Saratoga Scoops Up Leases in La.
Saratoga Resources announced that it was successful in acquiring three new leases at the Louisiana state lease sale, held on September 8, 2010 in Baton Rouge. Saratoga, through its wholly-owned subsidiary, Lobo Operating, Inc., acquired Louisiana State Leases 20433, 20435 and 20436, covering a total area of 535.61 acres. The leases are located in Breton Sound Blocks 18, 19, 50 and 51, close to Saratoga's existing facilities and pipeline infrastructure and within the blocks covered by Saratoga's previously announced acquisition of three-dimensional (3-D) seismic data. Saratoga has a 100% working interest in these three year leases, which all carry a 22% royalty burden.

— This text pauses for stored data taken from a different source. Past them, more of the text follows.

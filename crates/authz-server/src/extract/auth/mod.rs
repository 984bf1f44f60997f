//! Authentication and authorization.
//!
//! - [`AuthHeader`] verifies the bearer token.
//! - [`AuthClaims`] holds the verified claims.
//! - [`AuthState`] is the extractor used by private handlers.
//! - [`AuthProvider`] carries the tenant scope and privilege policies.

mod auth_provider;
mod auth_state;
mod jwt_claims;
mod jwt_header;

use authz_postgres::types::PrivilegeKey;
use uuid::Uuid;

pub use self::auth_provider::AuthProvider;
pub use self::auth_state::AuthState;
pub use self::jwt_claims::{
    ADMIN_REALM_ROLE, AuthClaims, AuthzClaim, RealmAccess, SelectedInstitution,
};
pub use self::jwt_header::AuthHeader;

impl AuthProvider for AuthClaims {
    fn personal_identification_code(&self) -> &str {
        &self.authz.personal_identification_code
    }

    fn institution_user_id(&self) -> Option<Uuid> {
        self.authz.institution_user_id
    }

    fn selected_institution_id(&self) -> Option<Uuid> {
        self.authz.selected_institution.as_ref().map(|i| i.id)
    }

    fn privileges(&self) -> &[PrivilegeKey] {
        &self.authz.privileges
    }

    fn is_admin(&self) -> bool {
        self.has_admin_role()
    }
}

#[cfg(test)]
mod tests {
    use jiff::SignedDuration;

    use super::*;
    use crate::handler::ErrorKind;

    fn claims(institution_id: Uuid, privileges: Vec<PrivilegeKey>) -> AuthClaims {
        let authz = AuthzClaim {
            personal_identification_code: "49403136526".to_owned(),
            user_id: Some(Uuid::new_v4()),
            institution_user_id: Some(Uuid::new_v4()),
            selected_institution: Some(SelectedInstitution {
                id: institution_id,
                name: "Keelekeskus".to_owned(),
            }),
            privileges,
        };
        AuthClaims::new("kc-user", authz, SignedDuration::from_mins(5))
    }

    #[test]
    fn tenant_mismatch_is_forbidden() {
        let claims = claims(Uuid::new_v4(), PrivilegeKey::all());
        let error = claims.authorize_institution(Uuid::new_v4()).unwrap_err();
        assert_eq!(error.kind(), ErrorKind::Forbidden);
    }

    #[test]
    fn privilege_is_required_within_tenant() {
        let institution_id = Uuid::new_v4();
        let claims = claims(institution_id, vec![PrivilegeKey::ViewRole]);

        assert!(claims.authorize_privilege(institution_id, PrivilegeKey::ViewRole).is_ok());
        let error = claims
            .authorize_privilege(institution_id, PrivilegeKey::AddRole)
            .unwrap_err();
        assert_eq!(error.kind(), ErrorKind::Forbidden);
    }

    #[test]
    fn own_membership_needs_no_privilege() {
        let institution_id = Uuid::new_v4();
        let claims = claims(institution_id, Vec::new());
        let own_id = claims.authz.institution_user_id.expect("membership is set");

        assert!(
            claims
                .authorize_self_or_privilege(institution_id, own_id, PrivilegeKey::ViewUser)
                .is_ok()
        );
        assert!(
            claims
                .authorize_self_or_privilege(institution_id, Uuid::new_v4(), PrivilegeKey::ViewUser)
                .is_err()
        );
    }

    #[test]
    fn admin_requires_realm_role() {
        let claims = claims(Uuid::new_v4(), Vec::new());
        assert!(claims.authorize_admin().is_err());
        assert!(claims.with_realm_role(ADMIN_REALM_ROLE).authorize_admin().is_ok());
    }
}
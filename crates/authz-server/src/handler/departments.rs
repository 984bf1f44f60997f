//! Department handlers.

use aide::axum::ApiRouter;
use aide::transform::TransformOperation;
use authz_nats::audit::{AuditEventType, AuditLogEvent, AuditObjectType};
use authz_postgres::PgConn;
use authz_postgres::model::Department as DepartmentModel;
use authz_postgres::query::DepartmentRepository;
use authz_postgres::types::PrivilegeKey;
use axum::extract::State;
use axum::http::StatusCode;
use uuid::Uuid;

use crate::extract::{AuthProvider, AuthState, Json, Path, PgPool, ValidateJson};
use crate::handler::request::{
    CreateDepartment, DepartmentPathParams, InstitutionPathParams, UpdateDepartment,
};
use crate::handler::response::{Department, ErrorResponse};
use crate::handler::{ErrorKind, Result};
use crate::service::{AuditLog, ServiceState, snapshot};

/// Tracing target for department operations.
const TRACING_TARGET: &str = "authz_server::handler::departments";

/// Lists the departments of the selected institution.
#[tracing::instrument(
    skip_all,
    fields(
        subject = %auth_state.subject,
        institution_id = %path_params.institution_id,
    )
)]
async fn list_departments(
    AuthState(auth_state): AuthState,
    Path(path_params): Path<InstitutionPathParams>,
    PgPool(mut conn): PgPool,
) -> Result<(StatusCode, Json<Vec<Department>>)> {
    auth_state.authorize_institution(path_params.institution_id)?;

    let departments = conn.list_departments(path_params.institution_id).await?;
    let departments = Department::from_models(departments);

    tracing::debug!(
        target: TRACING_TARGET,
        department_count = departments.len(),
        "Departments listed",
    );

    Ok((StatusCode::OK, Json(departments)))
}

fn list_departments_docs(op: TransformOperation) -> TransformOperation {
    op.summary("List departments")
        .description("Returns the departments of the institution ordered by name.")
        .response::<200, Json<Vec<Department>>>()
        .response::<401, Json<ErrorResponse>>()
        .response::<403, Json<ErrorResponse>>()
}

/// Creates a department.
#[tracing::instrument(
    skip_all,
    fields(
        subject = %auth_state.subject,
        institution_id = %path_params.institution_id,
    )
)]
async fn create_department(
    State(audit_log): State<AuditLog>,
    AuthState(auth_state): AuthState,
    Path(path_params): Path<InstitutionPathParams>,
    PgPool(mut conn): PgPool,
    ValidateJson(request): ValidateJson<CreateDepartment>,
) -> Result<(StatusCode, Json<Department>)> {
    auth_state.authorize_privilege(path_params.institution_id, PrivilegeKey::AddDepartment)?;
    tracing::debug!(target: TRACING_TARGET, "Creating department");

    let department = conn
        .create_department(request.into_model(path_params.institution_id))
        .await?;
    let response = Department::from_model(department);

    tracing::info!(
        target: TRACING_TARGET,
        department_id = %response.department_id,
        "Department created",
    );

    let event = AuditLogEvent::new(
        AuditEventType::CreateDepartment,
        AuditObjectType::Department,
        response.department_id,
    )
    .with_institution(path_params.institution_id)
    .with_post(snapshot(&response));
    audit_log.record(&auth_state, event).await;

    Ok((StatusCode::CREATED, Json(response)))
}

fn create_department_docs(op: TransformOperation) -> TransformOperation {
    op.summary("Create department")
        .description("Creates a department. Names are unique within the institution.")
        .response::<201, Json<Department>>()
        .response::<400, Json<ErrorResponse>>()
        .response::<401, Json<ErrorResponse>>()
        .response::<403, Json<ErrorResponse>>()
        .response::<409, Json<ErrorResponse>>()
}

/// Returns a department.
#[tracing::instrument(
    skip_all,
    fields(
        subject = %auth_state.subject,
        institution_id = %path_params.institution_id,
        department_id = %path_params.department_id,
    )
)]
async fn read_department(
    AuthState(auth_state): AuthState,
    Path(path_params): Path<DepartmentPathParams>,
    PgPool(mut conn): PgPool,
) -> Result<(StatusCode, Json<Department>)> {
    auth_state.authorize_institution(path_params.institution_id)?;

    let department =
        find_department(&mut conn, path_params.institution_id, path_params.department_id).await?;

    tracing::debug!(target: TRACING_TARGET, "Department read");

    Ok((StatusCode::OK, Json(Department::from_model(department))))
}

fn read_department_docs(op: TransformOperation) -> TransformOperation {
    op.summary("Get department")
        .description("Returns a department of the institution.")
        .response::<200, Json<Department>>()
        .response::<401, Json<ErrorResponse>>()
        .response::<403, Json<ErrorResponse>>()
        .response::<404, Json<ErrorResponse>>()
}

/// Renames a department.
#[tracing::instrument(
    skip_all,
    fields(
        subject = %auth_state.subject,
        institution_id = %path_params.institution_id,
        department_id = %path_params.department_id,
    )
)]
async fn update_department(
    State(audit_log): State<AuditLog>,
    AuthState(auth_state): AuthState,
    Path(path_params): Path<DepartmentPathParams>,
    PgPool(mut conn): PgPool,
    ValidateJson(request): ValidateJson<UpdateDepartment>,
) -> Result<(StatusCode, Json<Department>)> {
    auth_state.authorize_privilege(path_params.institution_id, PrivilegeKey::EditDepartment)?;
    tracing::debug!(target: TRACING_TARGET, "Updating department");

    let current =
        find_department(&mut conn, path_params.institution_id, path_params.department_id).await?;
    let current = Department::from_model(current);

    let department = conn
        .update_department(
            path_params.institution_id,
            path_params.department_id,
            request.into_model(),
        )
        .await?;
    let response = Department::from_model(department);

    tracing::info!(target: TRACING_TARGET, "Department updated");

    let event = AuditLogEvent::new(
        AuditEventType::ModifyDepartment,
        AuditObjectType::Department,
        response.department_id,
    )
    .with_institution(path_params.institution_id)
    .with_pre(snapshot(&current))
    .with_post(snapshot(&response));
    audit_log.record(&auth_state, event).await;

    Ok((StatusCode::OK, Json(response)))
}

fn update_department_docs(op: TransformOperation) -> TransformOperation {
    op.summary("Update department")
        .description("Renames a department.")
        .response::<200, Json<Department>>()
        .response::<400, Json<ErrorResponse>>()
        .response::<401, Json<ErrorResponse>>()
        .response::<403, Json<ErrorResponse>>()
        .response::<404, Json<ErrorResponse>>()
        .response::<409, Json<ErrorResponse>>()
}

/// Soft deletes a department.
///
/// Members of the department keep their membership without a department.
#[tracing::instrument(
    skip_all,
    fields(
        subject = %auth_state.subject,
        institution_id = %path_params.institution_id,
        department_id = %path_params.department_id,
    )
)]
async fn delete_department(
    State(audit_log): State<AuditLog>,
    AuthState(auth_state): AuthState,
    Path(path_params): Path<DepartmentPathParams>,
    PgPool(mut conn): PgPool,
) -> Result<StatusCode> {
    auth_state.authorize_privilege(path_params.institution_id, PrivilegeKey::DeleteDepartment)?;
    tracing::debug!(target: TRACING_TARGET, "Deleting department");

    let current =
        find_department(&mut conn, path_params.institution_id, path_params.department_id).await?;
    let current = Department::from_model(current);

    conn.delete_department(path_params.institution_id, path_params.department_id)
        .await?;

    tracing::info!(target: TRACING_TARGET, "Department deleted");

    let event = AuditLogEvent::new(
        AuditEventType::RemoveDepartment,
        AuditObjectType::Department,
        current.department_id,
    )
    .with_institution(path_params.institution_id)
    .with_pre(snapshot(&current));
    audit_log.record(&auth_state, event).await;

    Ok(StatusCode::NO_CONTENT)
}

fn delete_department_docs(op: TransformOperation) -> TransformOperation {
    op.summary("Delete department")
        .description("Soft deletes a department.")
        .response::<204, ()>()
        .response::<401, Json<ErrorResponse>>()
        .response::<403, Json<ErrorResponse>>()
        .response::<404, Json<ErrorResponse>>()
}

async fn find_department(
    conn: &mut PgConn,
    institution_id: Uuid,
    department_id: Uuid,
) -> Result<DepartmentModel> {
    conn.find_department(institution_id, department_id)
        .await?
        .ok_or_else(|| {
            ErrorKind::NotFound
                .with_message(format!("Department not found: {department_id}"))
                .with_resource("department")
        })
}

/// Returns a [`Router`] with all department routes.
///
/// [`Router`]: axum::routing::Router
pub fn routes() -> ApiRouter<ServiceState> {
    use aide::axum::routing::*;

    ApiRouter::new()
        .api_route(
            "/institutions/{institutionId}/departments/",
            get_with(list_departments, list_departments_docs)
                .post_with(create_department, create_department_docs),
        )
        .api_route(
            "/institutions/{institutionId}/departments/{departmentId}/",
            get_with(read_department, read_department_docs)
                .patch_with(update_department, update_department_docs)
                .delete_with(delete_department, delete_department_docs),
        )
        .with_path_items(|item| item.tag("Departments"))
}
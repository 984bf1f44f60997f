//! Institution repository.

use std::future::Future;

use diesel::dsl::now;
use diesel::prelude::*;
use diesel_async::RunQueryDsl;
use jiff::civil::Date;
use uuid::Uuid;

use crate::model::{Institution, NewInstitution, UpdateInstitution};
use crate::{PgConnection, PgError, PgResult, schema};

/// Repository for institution database operations.
pub trait InstitutionRepository {
    /// Creates a new institution.
    ///
    /// Callers create the root role in the same transaction.
    fn create_institution(
        &mut self,
        institution: NewInstitution,
    ) -> impl Future<Output = PgResult<Institution>> + Send;

    /// Finds a non-deleted institution by id.
    fn find_institution(
        &mut self,
        institution_id: Uuid,
    ) -> impl Future<Output = PgResult<Option<Institution>>> + Send;

    /// Applies partial changes to an institution.
    fn update_institution(
        &mut self,
        institution_id: Uuid,
        changes: UpdateInstitution,
    ) -> impl Future<Output = PgResult<Institution>> + Send;

    /// Lists institutions where the person identified by `pic` has an active
    /// membership on `today`.
    fn list_institutions_for_pic(
        &mut self,
        pic: &str,
        today: Date,
    ) -> impl Future<Output = PgResult<Vec<Institution>>> + Send;
}

impl InstitutionRepository for PgConnection {
    async fn create_institution(&mut self, institution: NewInstitution) -> PgResult<Institution> {
        use schema::institutions;

        let institution = diesel::insert_into(institutions::table)
            .values(&institution)
            .returning(Institution::as_returning())
            .get_result(self)
            .await
            .map_err(PgError::from)?;

        Ok(institution)
    }

    async fn find_institution(&mut self, institution_id: Uuid) -> PgResult<Option<Institution>> {
        use schema::institutions::dsl::*;

        let institution = institutions
            .filter(id.eq(institution_id))
            .filter(deleted_at.is_null())
            .select(Institution::as_select())
            .first(self)
            .await
            .optional()
            .map_err(PgError::from)?;

        Ok(institution)
    }

    async fn update_institution(
        &mut self,
        institution_id: Uuid,
        changes: UpdateInstitution,
    ) -> PgResult<Institution> {
        use schema::institutions::dsl::*;

        let institution = diesel::update(institutions)
            .filter(id.eq(institution_id))
            .filter(deleted_at.is_null())
            .set((&changes, updated_at.eq(now)))
            .returning(Institution::as_returning())
            .get_result(self)
            .await
            .map_err(PgError::from)?;

        Ok(institution)
    }

    async fn list_institutions_for_pic(
        &mut self,
        pic: &str,
        today: Date,
    ) -> PgResult<Vec<Institution>> {
        use schema::{institution_users, institutions, users};

        let today = jiff_diesel::Date::from(today);
        let list = institutions::table
            .inner_join(institution_users::table.inner_join(users::table))
            .filter(users::personal_identification_code.eq(pic))
            .filter(users::deleted_at.is_null())
            .filter(institution_users::deleted_at.is_null())
            .filter(institution_users::archived_at.is_null())
            .filter(
                institution_users::deactivation_date
                    .is_null()
                    .or(institution_users::deactivation_date
                        .assume_not_null()
                        .gt(today)),
            )
            .filter(institutions::deleted_at.is_null())
            .select(Institution::as_select())
            .order(institutions::name.asc())
            .load(self)
            .await
            .map_err(PgError::from)?;

        Ok(list)
    }
}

Saratoga previously announced that it had entered into a 20 year seismic licensing agreement with Seismic Exchange (SEI) for 42.88 blocks of three-dimensional (3-D) seismic data, comprising approximately 400 square miles, located in the state waters of Louisiana. Saratoga presently holds licenses on close to 500 square miles of contiguous and continuous 3-D seismic data covering its assets in South-East Louisiana, including the newly acquired leases.
Saratoga's President, Andy C. Clifford, said, "We are pleased that our 3-D license with SEI is already yielding dividends by allowing us to identify favorable drilling prospects and that we were successful in acquiring these new leases as a direct result of the licensed 3-D dataset. We licensed the SEI Breton Sound 3-D dataset to better develop our existing Main Pass and Breton Sound assets as well as to explore for shallow Pliocene gas and deep shelf and ultra-deep gas objectives, close to our existing 'hub-and-spoke' infrastructure. We believe we will be able to quickly monetize these new assets due to their proximity to our facilities. Acquiring these new leases, that cover three separate low-risk oil prospects, are a direct result of having licensed this high quality dataset."
Mr. Clifford added, "Two of the prospects are expected to be qualified in the very near future by our independent reserve engineers as Proved Undeveloped (PUD) reserves and we are trying to drill one of them before year end. We plan to drill a twin well to a previously producing well that had cumulative production of 671 thousand barrels of oil (MBO), 841 million cubic feet of gas (MMCFG) and 36 thousand barrels of water (MBW). The well experienced mechanical problems during Hurricane Katrina requiring the well to be plugged and abandoned. The last test on the well prior to shut-in produced 661 barrels of oil per day (“BOPD”), 824 thousand cubic feet of gas per day (MCFGPD) and 381 barrels of water per day (BWPD) on a 16/64ths inch choke. Seismic mapping and reservoir analysis suggests there to be up to 700 MBO remaining in the prospect."